Personal information
- Born: March 1945 Rotterdam
- Died: 17 December 2025 Steenwijk

Chess career
- Country: Netherlands

= Ingrid Tuk =

Dutch chess player

Ingrid Tuk (1945–2025, also known as Ineke Tuk, Ingrid Tuk-Jansen and Ingrid Jansen) was a Dutch chess player. She won the Dutch Chess Championship for women in 1968 after Corry Vreeken won three consecutive championships in 1962, 1964 and 1966.

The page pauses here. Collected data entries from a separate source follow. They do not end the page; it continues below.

// Opponent-strength aggregation.
//
// Builds one profile per opponent team (average runs and wickets recorded
// against it) and joins the profiles back onto every row with left-join
// semantics. The lookup returns an option; rows whose opponent is
// unresolved or never seen as an opponent get the explicit zero default,
// which deliberately scores them as facing a null-strength opponent
// instead of discarding them.

use crate::store::RowStore;
use std::collections::HashMap;

/// Average performance conceded by a team when playing as the opponent.
#[derive(Debug, Clone, Copy, PartialEq)]
pub struct OpponentProfile {
    pub avg_opponent_runs: f64,
    pub avg_opponent_wickets: f64,
}

/// Per-row opponent strength after the join. Defaults to zero for rows
/// without a matching profile.
#[derive(Debug, Clone, Copy, Default, PartialEq)]
pub struct OpponentStrength {
    pub avg_opponent_runs: f64,
    pub avg_opponent_wickets: f64,
}

/// Build opponent profiles from all rows with a resolved opponent.
/// Recomputed fully on each pipeline run.
pub fn build_profiles(store: &RowStore) -> HashMap<String, OpponentProfile> {
    let mut sums: HashMap<&str, (f64, f64, usize)> = HashMap::new();
    for row in &store.rows {
        if let Some(opponent) = row.opponent_team.as_deref() {
            let entry = sums.entry(opponent).or_insert((0.0, 0.0, 0));
            entry.0 += row.total_runs as f64;
            entry.1 += row.total_wickets as f64;
            entry.2 += 1;
        }
    }

    sums.into_iter()
        .map(|(team, (runs, wickets, n))| {
            let n = n as f64;
            (
                team.to_string(),
                OpponentProfile {
                    avg_opponent_runs: runs / n,
                    avg_opponent_wickets: wickets / n,
                },
            )
        })
        .collect()
}

/// Left-join the profiles onto every row. `result[i]` belongs to
/// `store.rows[i]`; missing profiles become the zero default.
pub fn join_profiles(
    store: &RowStore,
    profiles: &HashMap<String, OpponentProfile>,
) -> Vec<OpponentStrength> {
    store
        .rows
        .iter()
        .map(|row| {
            let profile = row
                .opponent_team
                .as_deref()
                .and_then(|opponent| profiles.get(opponent));
            match profile {
                Some(p) => OpponentStrength {
                    avg_opponent_runs: p.avg_opponent_runs,
                    avg_opponent_wickets: p.avg_opponent_wickets,
                },
                None => OpponentStrength::default(),
            }
        })
        .collect()
}

// ---------------------------------------------------------------------------
// Tests
// ---------------------------------------------------------------------------

#[cfg(test)]
mod tests {
    use super::*;
    use crate::store::Observation;
    use chrono::NaiveDate;

    fn approx_eq(a: f64, b: f64) -> bool {
        (a - b).abs() < 1e-10
    }

    fn obs(player: &str, team: &str, opponent: Option<&str>, runs: u32, wickets: u32) -> Observation {
        Observation {
            player: player.into(),
            team: team.into(),
            match_id: "M".into(),
            opponent_team: opponent.map(String::from),
            match_date: NaiveDate::from_ymd_opt(2024, 1, 1).unwrap(),
            total_runs: runs,
            total_wickets: wickets,
            batting_avg: 0.0,
            bowling_avg: 0.0,
            batting_innings: 1,
            bowling_innings: 0,
        }
    }

    #[test]
    fn profiles_average_over_rows_facing_that_opponent() {
        let store = RowStore::new(vec![
            obs("P1", "A", Some("B"), 50, 1),
            obs("P2", "A", Some("B"), 30, 3),
            obs("P3", "B", Some("A"), 20, 2),
        ]);

        let profiles = build_profiles(&store);
        let b = &profiles["B"];
        assert!(approx_eq(b.avg_opponent_runs, 40.0));
        assert!(approx_eq(b.avg_opponent_wickets, 2.0));
        let a = &profiles["A"];
        assert!(approx_eq(a.avg_opponent_runs, 20.0));
    }

    #[test]
    fn unresolved_rows_excluded_from_profiles() {
        let store = RowStore::new(vec![
            obs("P1", "A", Some("B"), 50, 0),
            obs("P2", "C", None, 999, 9),
        ]);

        let profiles = build_profiles(&store);
        assert_eq!(profiles.len(), 1);
        assert!(profiles.contains_key("B"));
    }

    #[test]
    fn join_fills_zero_for_unresolved_opponent() {
        let store = RowStore::new(vec![
            obs("P1", "A", Some("B"), 50, 1),
            obs("P2", "C", None, 40, 2),
        ]);

        let profiles = build_profiles(&store);
        let strengths = join_profiles(&store, &profiles);

        assert!(approx_eq(strengths[0].avg_opponent_runs, 50.0));
        assert!(approx_eq(strengths[1].avg_opponent_runs, 0.0));
        assert!(approx_eq(strengths[1].avg_opponent_wickets, 0.0));
    }

    #[test]
    fn join_fills_zero_for_opponent_with_no_profile() {
        // Resolved to a team that never appears as an opponent elsewhere
        // and concedes nothing itself (empty profile side).
        let store = RowStore::new(vec![obs("P1", "A", Some("Ghost"), 50, 1)]);

        let mut profiles = build_profiles(&store);
        profiles.remove("Ghost");
        let strengths = join_profiles(&store, &profiles);
        assert!(approx_eq(strengths[0].avg_opponent_runs, 0.0));
        assert!(approx_eq(strengths[0].avg_opponent_wickets, 0.0));
    }

    #[test]
    fn join_aligned_with_store_rows() {
        let store = RowStore::new(vec![
            obs("P1", "A", Some("B"), 10, 0),
            obs("P2", "B", Some("A"), 20, 0),
            obs("P3", "A", Some("B"), 30, 0),
        ]);

        let profiles = build_profiles(&store);
        let strengths = join_profiles(&store, &profiles);
        assert_eq!(strengths.len(), store.len());
        // Rows 0 and 2 share opponent B: avg of 10 and 30 = 20.
        assert!(approx_eq(strengths[0].avg_opponent_runs, 20.0));
        assert!(approx_eq(strengths[2].avg_opponent_runs, 20.0));
    }
}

After this success, Jansen wasn't heard of for several years until a Dutch journalist, Max Pam, at the end of the seventies, was asked to provide interviews with two female chess players, one of whom was Ingrid Tuk. He ended up finding her in a strip club in Amsterdam—under her own name (Ingrid Jansen)—and actually paid her rate of 102 Dutch guilders (at the time around $35) for an interview. During the interview Jansen told Pam that she had stopped playing chess because of the rivalry between the female chess champions. She now made better money, and she wasn't ashamed of what she did for a living. Jansen married three times - one time to Bojan Kurajica.

It wasn't until 2008 that Jansen returned as a chess player at a local chess club in Steenwijk. She also played with the Dutch provincial Frisian Chess Union (Friese Schaakbond) en participated in the 2010 Frisian Chess Championships. Jansen died in Steenwijk in December 2025.